5. The applicant also asserted that the Company did not authorize either GEORGE CHARLES MBURU KARIITHI or JOSEPH MUTURI KAMAU to swear the Verifying Affidavits in respect of the plaint and of the Amended Plaint.
6. The other issue which the applicant raised is that the 2nd Defendant did not authorize GEORGE CHARLES MBURU KARIITHI to swear the Verifying Affidavit.
7. In his supporting affidavit, Peter K. Munga deponed that his advocates had informed him that there were no resolutions which the Company had passed to authorize either the filing of the suit, the appointment of advocates to represent it, or the specified officer who would swear the Verifying Affidavit.
8. The deponent also said that the suit was invalid because of the lack of the resolutions set out above.
9. It is notable that this application was filed in court on 9th March 2017, whilst the substantive trial of the suit had been scheduled for 27th March 2017.
10. That fact is notable because by the time when the application was filed, both sides to the case had already filed and exchanged such documents as they were going to rely upon to prove their respective cases.
11. It is within that context that the applicant said that;
“…there is no evidence that the plaintiff company did authorize one GEORGE CHARLES MBURU KARIITHI to swear the verifying affidavit in verification of the initial plaint on its behalf”.
12. The applicant exhibited the Verifying Affidavit in issue. The deponent had, in the verifying affidavit, deponed that;
“1. THAT I a am an adult male of sound mind sufficiently familiar with the facts herein and also a director of the 1st plaintiff company duly authorized by my co-directors to swear this affidavit on their behalf, hence competent to swear this affidavit”.
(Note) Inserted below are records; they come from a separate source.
//! Type spread expansion, field-conflict detection, and spread-cycle
//! detection (§4.3.4).

use std::collections::{HashMap, HashSet};

use vdl_diagnostic::{
    fuzzy_suggestions, with_suggestion, Diagnostic, E202_SPREAD_TYPE_NOT_FOUND, E203_SPREAD_FIELD_CONFLICT,
    E204_SPREAD_CYCLE,
};
use vdl_symbol::SymbolTable;

pub fn run(table: &SymbolTable) -> Vec<Diagnostic> {
    let mut diags = Vec::new();
    let type_names: Vec<&str> = table.types.keys().map(String::as_str).collect();

    for ty in table.types.values() {
        let mut seen: HashSet<&str> = ty.fields.iter().map(|f| f.common.name.as_str()).collect();

        for spread in &ty.spreads {
            if spread.member.is_some() {
                diags.push(Diagnostic::new(
                    spread.span.clone(),
                    E202_SPREAD_TYPE_NOT_FOUND,
                    format!("spread \"...{}\" must reference a bare type name, not a member", spread.name),
                ));
                continue;
            }

            let Some(target) = table.types.get(&spread.name) else {
                let suggestions = fuzzy_suggestions(&spread.name, type_names.iter().copied());
                diags.push(Diagnostic::new(
                    spread.name_span.clone(),
                    E202_SPREAD_TYPE_NOT_FOUND,
                    with_suggestion(format!("type \"{}\" is not declared", spread.name), &suggestions),
                ));
                continue;
            };

            for field in &target.fields {
                if !seen.insert(field.common.name.as_str()) {
                    diags.push(Diagnostic::new(
                        spread.span.clone(),
                        E203_SPREAD_FIELD_CONFLICT,
                        format!(
                            "field \"{}\" from spread \"...{}\" conflicts with an existing field",
                            field.common.name, spread.name
                        ),
                    ));
                }
            }
        }
    }

    diags.extend(detect_cycles(table));
    diags
}

fn detect_cycles(table: &SymbolTable) -> Vec<Diagnostic> {
    let edges: HashMap<&str, Vec<&str>> = table
        .types
        .values()
        .map(|ty| {
            let targets: Vec<&str> = ty
                .spreads
                .iter()
                .filter(|s| s.member.is_none() && table.types.contains_key(&s.name))
                .map(|s| s.name.as_str())
                .collect();
            (ty.common.name.as_str(), targets)
        })
        .collect();

    let mut diags = Vec::new();
    let mut visited: HashSet<&str> = HashSet::new();

    let mut names: Vec<&str> = edges.keys().copied().collect();
    names.sort_unstable();

    for start in names {
        if visited.contains(start) {
            continue;
        }
        let mut stack: Vec<&str> = Vec::new();
        if let Some(cycle) = walk(start, &edges, &mut stack, &mut visited) {
            let ty = &table.types[&cycle[0]];
            diags.push(Diagnostic::new(
                ty.common.span(),
                E204_SPREAD_CYCLE,
                format!("circular spread: {}", cycle.join(" -> ")),
            ));
        }
    }

    diags
}

fn walk<'a>(
    node: &'a str,
    edges: &HashMap<&'a str, Vec<&'a str>>,
    stack: &mut Vec<&'a str>,
    visited: &mut HashSet<&'a str>,
) -> Option<Vec<String>> {
    if let Some(pos) = stack.iter().position(|n| *n == node) {
        let mut cycle: Vec<String> = stack[pos..].iter().map(|s| s.to_string()).collect();
        cycle.push(node.to_string());
        return Some(cycle);
    }
    if visited.contains(node) {
        return None;
    }

    stack.push(node);
    if let Some(children) = edges.get(node) {
        for child in children {
            if let Some(cycle) = walk(child, edges, stack, visited) {
                stack.pop();
                visited.insert(node);
                return Some(cycle);
            }
        }
    }
    stack.pop();
    visited.insert(node);
    None
}
//! Constant literal type inference (§4.3.3).

use std::collections::{HashMap, HashSet};

use vdl_diagnostic::{
    fuzzy_suggestions, with_suggestion, Diagnostic, E201_TYPE_NOT_DECLARED, E205_INVALID_REFERENCE,
    E206_CONST_SPREAD_NOT_OBJECT, E207_CONST_ARRAY_MIXED_TYPES, E305_ENUM_MEMBER_NOT_FOUND, E701_DUPLICATE_FIELD,
};
use vdl_symbol::{ConstValueType, EnumSymbol, EnumValueType, PrimitiveKind, SymbolTable};
use vdl_syntax::ast::{ArrayLiteral, ConstLiteral, ObjectLiteral, ReferenceLit};

pub fn run(table: &mut SymbolTable) -> Vec<Diagnostic> {
    let const_names: Vec<String> = table.consts.keys().cloned().collect();
    let mut diags = Vec::new();
    let mut computed: HashMap<String, ConstValueType> = HashMap::new();

    for name in &const_names {
        let literal = table.consts[name].literal.clone();
        let mut visiting = HashSet::new();
        let vt = infer_literal(&literal, table, &mut visiting, &mut diags);
        computed.insert(name.clone(), vt);
    }

    for (name, vt) in computed {
        if let Some(c) = table.consts.get_mut(&name) {
            c.value_type = vt;
        }
    }

    for name in &const_names {
        let c = &table.consts[name];
        if let Some(type_name) = c.type_name.clone() {
            check_explicit_type(c.value_type, &type_name, c.type_span.clone().unwrap_or_else(|| c.common.span()), table, &mut diags);
        }
    }

    diags
}

fn infer_literal(
    literal: &ConstLiteral,
    table: &SymbolTable,
    visiting: &mut HashSet<String>,
    diags: &mut Vec<Diagnostic>,
) -> ConstValueType {
    match literal {
        ConstLiteral::Str(..) => ConstValueType::String,
        ConstLiteral::Int(..) => ConstValueType::Int,
        ConstLiteral::Float(..) => ConstValueType::Float,
        ConstLiteral::Bool(..) => ConstValueType::Bool,
        ConstLiteral::Object(obj) => {
            check_object_literal(obj, table, visiting, diags);
            ConstValueType::Object
        }
        ConstLiteral::Array(arr) => {
            check_array_literal(arr, table, visiting, diags);
            ConstValueType::Array
        }
        ConstLiteral::Reference(r) => infer_reference(r, table, visiting, diags),
    }
}

fn infer_reference(r: &ReferenceLit, table: &SymbolTable, visiting: &mut HashSet<String>, diags: &mut Vec<Diagnostic>) -> ConstValueType {
    match &r.member {
        None => {
            if visiting.contains(&r.name) {
                return table.consts.get(&r.name).map(|c| c.value_type).unwrap_or(ConstValueType::Unknown);
            }
            let Some(target) = table.consts.get(&r.name) else {
                let names: Vec<&str> = table.consts.keys().map(String::as_str).collect();
                let suggestions = fuzzy_suggestions(&r.name, names);
                diags.push(Diagnostic::new(
                    r.span.clone(),
                    E205_INVALID_REFERENCE,
                    with_suggestion(format!("const \"{}\" is not declared", r.name), &suggestions),
                ));
                return ConstValueType::Unknown;
            };
            let literal = target.literal.clone();
            visiting.insert(r.name.clone());
            let vt = infer_literal(&literal, table, visiting, diags);
            visiting.remove(&r.name);
            vt
        }
        Some(member) => {
            let Some(e) = table.enums.get(&r.name) else {
                let names: Vec<&str> = table.enums.keys().map(String::as_str).collect();
                let suggestions = fuzzy_suggestions(&r.name, names);
                diags.push(Diagnostic::new(
                    r.span.clone(),
                    E205_INVALID_REFERENCE,
                    with_suggestion(format!("enum \"{}\" is not declared", r.name), &suggestions),
                ));
                return ConstValueType::Unknown;
            };
            if !e.members.iter().any(|m| &m.name == member) {
                diags.push(Diagnostic::new(
                    r.member_span.clone().unwrap_or_else(|| r.span.clone()),
                    E305_ENUM_MEMBER_NOT_FOUND,
                    format!("enum \"{}\" has no member \"{member}\"", r.name),
                ));
                return ConstValueType::Unknown;
            }
            match enum_effective_value_type(e, table) {
                EnumValueType::Int => ConstValueType::Int,
                EnumValueType::String => ConstValueType::String,
            }
        }
    }
}

/// A local, diagnostic-free re-derivation of an enum's effective value
/// type. Needed because constants are validated before enums (§4.3),
/// so `EnumSymbol::value_type` has not been computed yet when a constant
/// references `Enum.Member`.
fn enum_effective_value_type(e: &EnumSymbol, table: &SymbolTable) -> EnumValueType {
    let mut visiting = HashSet::new();
    let members = expand_enum_members(&e.common.name, table, &mut visiting);
    let any_int = members.iter().filter(|m| m.has_explicit_value).any(|m| m.value.parse::<i64>().is_ok());
    if any_int {
        EnumValueType::Int
    } else {
        EnumValueType::String
    }
}

fn expand_enum_members<'a>(name: &str, table: &'a SymbolTable, visiting: &mut HashSet<String>) -> Vec<&'a vdl_symbol::EnumMemberSymbol> {
    if visiting.contains(name) {
        return Vec::new();
    }
    let Some(e) = table.enums.get(name) else {
        return Vec::new();
    };
    visiting.insert(name.to_string());
    let mut out = Vec::new();
    for spread in &e.spreads {
        if spread.member.is_none() {
            out.extend(expand_enum_members(&spread.name, table, visiting));
        }
    }
    out.extend(e.members.iter());
    out
}

fn check_object_literal(obj: &ObjectLiteral, table: &SymbolTable, visiting: &mut HashSet<String>, diags: &mut Vec<Diagnostic>) {
    let mut seen: HashMap<&str, vdl_diagnostic::Span> = HashMap::new();
    for entry in &obj.entries {
        if let Some(first) = seen.get(entry.key.as_str()) {
            diags.push(Diagnostic::new(
                entry.key_span.clone(),
                E701_DUPLICATE_FIELD,
                format!(
                    "key \"{}\" is already declared at {}:{}:{}",
                    entry.key, first.start.filename.display(), first.start.line, first.start.column
                ),
            ));
        } else {
            seen.insert(&entry.key, entry.key_span.clone());
        }
        infer_literal(&entry.value, table, visiting, diags);
    }

    for spread in &obj.spreads {
        if spread.member.is_some() {
            diags.push(Diagnostic::new(
                spread.span.clone(),
                E206_CONST_SPREAD_NOT_OBJECT,
                format!("spread \"...{}\" must reference a bare constant name, not a member", spread.name),
            ));
            continue;
        }
        if visiting.contains(&spread.name) {
            continue;
        }
        match table.consts.get(&spread.name) {
            Some(target) if matches!(target.literal, ConstLiteral::Object(_)) => {
                visiting.insert(spread.name.clone());
                if let ConstLiteral::Object(inner) = &target.literal {
                    check_object_literal(inner, table, visiting, diags);
                }
                visiting.remove(&spread.name);
            }
            _ => {
                diags.push(Diagnostic::new(
                    spread.span.clone(),
                    E206_CONST_SPREAD_NOT_OBJECT,
                    format!("spread \"...{}\" must reference a constant of object kind", spread.name),
                ));
            }
        }
    }
}

fn check_array_literal(arr: &ArrayLiteral, table: &SymbolTable, visiting: &mut HashSet<String>, diags: &mut Vec<Diagnostic>) {
    let mut element_type: Option<ConstValueType> = None;
    for el in &arr.elements {
        let vt = infer_literal(el, table, visiting, diags);
        if vt == ConstValueType::Unknown {
            continue;
        }
        match element_type {
            None => element_type = Some(vt),
            Some(expected) if expected != vt => {
                diags.push(Diagnostic::new(
                    el.span().clone(),
                    E207_CONST_ARRAY_MIXED_TYPES,
                    "array elements must share a single type".to_string(),
                ));
            }
            _ => {}
        }
    }
}

fn check_explicit_type(
    value_type: ConstValueType,
    type_name: &str,
    span: vdl_diagnostic::Span,
    table: &SymbolTable,
    diags: &mut Vec<Diagnostic>,
) {
    if let Some(prim) = PrimitiveKind::from_name(type_name) {
        let expected = match prim {
            PrimitiveKind::String | PrimitiveKind::Datetime => ConstValueType::String,
            PrimitiveKind::Int => ConstValueType::Int,
            PrimitiveKind::Float => ConstValueType::Float,
            PrimitiveKind::Bool => ConstValueType::Bool,
        };
        if value_type != expected && value_type != ConstValueType::Unknown {
            diags.push(Diagnostic::new(
                span,
                E201_TYPE_NOT_DECLARED,
                format!("value is {value_type:?}, but declared type is \"{type_name}\""),
            ));
        }
    } else if table.enums.contains_key(type_name) {
        if !matches!(value_type, ConstValueType::String | ConstValueType::Int) {
            diags.push(Diagnostic::new(
                span,
                E201_TYPE_NOT_DECLARED,
                format!("value is {value_type:?}, which cannot satisfy enum type \"{type_name}\""),
            ));
        }
    } else if table.types.contains_key(type_name) {
        // existence only
    } else {
        let pool: Vec<&str> = PrimitiveKind::ALL
            .iter()
            .copied()
            .chain(table.types.keys().map(String::as_str))
            .chain(table.enums.keys().map(String::as_str))
            .collect();
        let suggestions = fuzzy_suggestions(type_name, pool);
        diags.push(Diagnostic::new(
            span,
            E201_TYPE_NOT_DECLARED,
            with_suggestion(format!("type \"{type_name}\" is not declared"), &suggestions),
        ));
    }
}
13. In an affidavit which was filed to answer to this application, the 2nd plaintiff confirmed that all the directors of the Company, had given authority to George Charles Mburu Kariithi to swear the verifying affidavit.
14. On the strength of the depositions by George Charles Mburu Kariithi and Joseph Muturi Kamau, I am satisfied that the Company had given requisite authority to George Charles Mburu Kariithi to swear the Verifying Affidavit.
15. The Company has also made available to the Court and to the applicant a copy of the Company Resolution pursuant to which the decision to institute proceedings was made.
16. Although the copy which was first produced did not have the company seal, the plaintiff thereafter provided the Resolution which bore the company seal.
17. Ordinarily, the production of that Resolution should have been sufficient to discharge the onus of proving that it was indeed passed, but the applicant has now raised doubts about the authenticity of the Resolution.
18. The doubts are said to arise from the fact that whilst the Resolution was signed by two persons, who are described as Directors of Bethany Vineyards Limited, the Memorandum and Articles of Association of that company had not cited either of those two persons as Directors.
19. The plaintiffs’ answer was that a close look at the signatures on both the Board Resolution as well as on the company’s Memorandum and Articles of Association, will reveal that they were appended by the same persons.
20. In my considered view, the applicant is now asking the court to conduct a trial-within-a-trial, to establish whether or not the Resolution was signed by legitimate directors of the company.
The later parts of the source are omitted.